*** PROVIDED ENTRIES Section Begins ***

// src/advisor.rs
//! Threshold-based strengths, weaknesses and suggestions derived from the
//! extracted profile, plus a coarse keyword diff against a job description.

use std::collections::HashSet;

use crate::types::ExtractedProfile;

/// How many missing job keywords to surface at most.
const MISSING_KEYWORD_LIMIT: usize = 5;
/// Job-text tokens this short are noise, not keywords.
const MIN_KEYWORD_LEN: usize = 4;

#[derive(Debug, Clone, Default, PartialEq, Eq)]
pub struct Advice {
    pub strengths: Vec<String>,
    pub weaknesses: Vec<String>,
    pub suggestions: Vec<String>,
    pub missing_keywords: Vec<String>,
}

/// Derive advice from the profile. `resume_text` is the raw text the profile
/// came from; it feeds the keyword diff when a non-empty job description is
/// supplied.
pub fn advise(
    profile: &ExtractedProfile,
    resume_text: &str,
    job_description: Option<&str>,
) -> Advice {
    let mut advice = Advice::default();

    if profile.skills.technical.len() > 5 {
        advice.strengths.push("Strong technical skillset".to_string());
    }
    if profile.experience.len() > 2 {
        advice
            .strengths
            .push("Significant work experience".to_string());
    }
    if !profile.education.is_empty() {
        advice
            .strengths
            .push("Strong educational background".to_string());
    }

    if profile.skills.technical.len() < 3 {
        advice
            .weaknesses
            .push("Limited technical skills listed".to_string());
        advice
            .suggestions
            .push("Consider adding more technical skills relevant to the job".to_string());
    }
    if profile.experience.is_empty() {
        advice
            .weaknesses
            .push("No work experience listed".to_string());
        advice.suggestions.push(
            "Include relevant work experience, even if it's from internships or projects"
                .to_string(),
        );
    }
    if profile.education.is_empty() {
        advice
            .weaknesses
            .push("No education information provided".to_string());
        advice
            .suggestions
            .push("Add your educational background".to_string());
    }

    if let Some(job_text) = job_description.filter(|jd| !jd.is_empty()) {
        advice.missing_keywords = find_missing_keywords(resume_text, job_text);
        if !advice.missing_keywords.is_empty() {
            advice.suggestions.push(format!(
                "Consider highlighting experience with: {}",
                advice.missing_keywords.join(", ")
            ));
        }
    }

    advice
}

/// Job-description tokens absent from the résumé: lowercase both texts,
/// split on non-word characters, keep tokens longer than three characters the
/// résumé never uses, first five in order of first appearance. Deliberately
/// coarser than the taxonomy matcher and not limited to technologies.
pub fn find_missing_keywords(resume_text: &str, job_text: &str) -> Vec<String> {
    let resume_tokens: HashSet<String> = tokenize(resume_text).collect();

    let mut seen = HashSet::new();
    let mut missing = Vec::new();
    for token in tokenize(job_text) {
        if token.chars().count() >= MIN_KEYWORD_LEN
            && !resume_tokens.contains(&token)
            && seen.insert(token.clone())
        {
            missing.push(token);
            if missing.len() == MISSING_KEYWORD_LIMIT {
                break;
            }
        }
    }
    missing
}

fn tokenize(text: &str) -> impl Iterator<Item = String> + '_ {
    text.to_lowercase()
        .split(|c: char| !c.is_alphanumeric() && c != '_')
        .filter(|t| !t.is_empty())
        .map(str::to_string)
        .collect::<Vec<_>>()
        .into_iter()
}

*** PROVIDED ENTRIES Section Ends ***

__EXERCISE__
Check each line of these records for the string "work" and state only how many lines have it.

__RESPONSE AREA__
3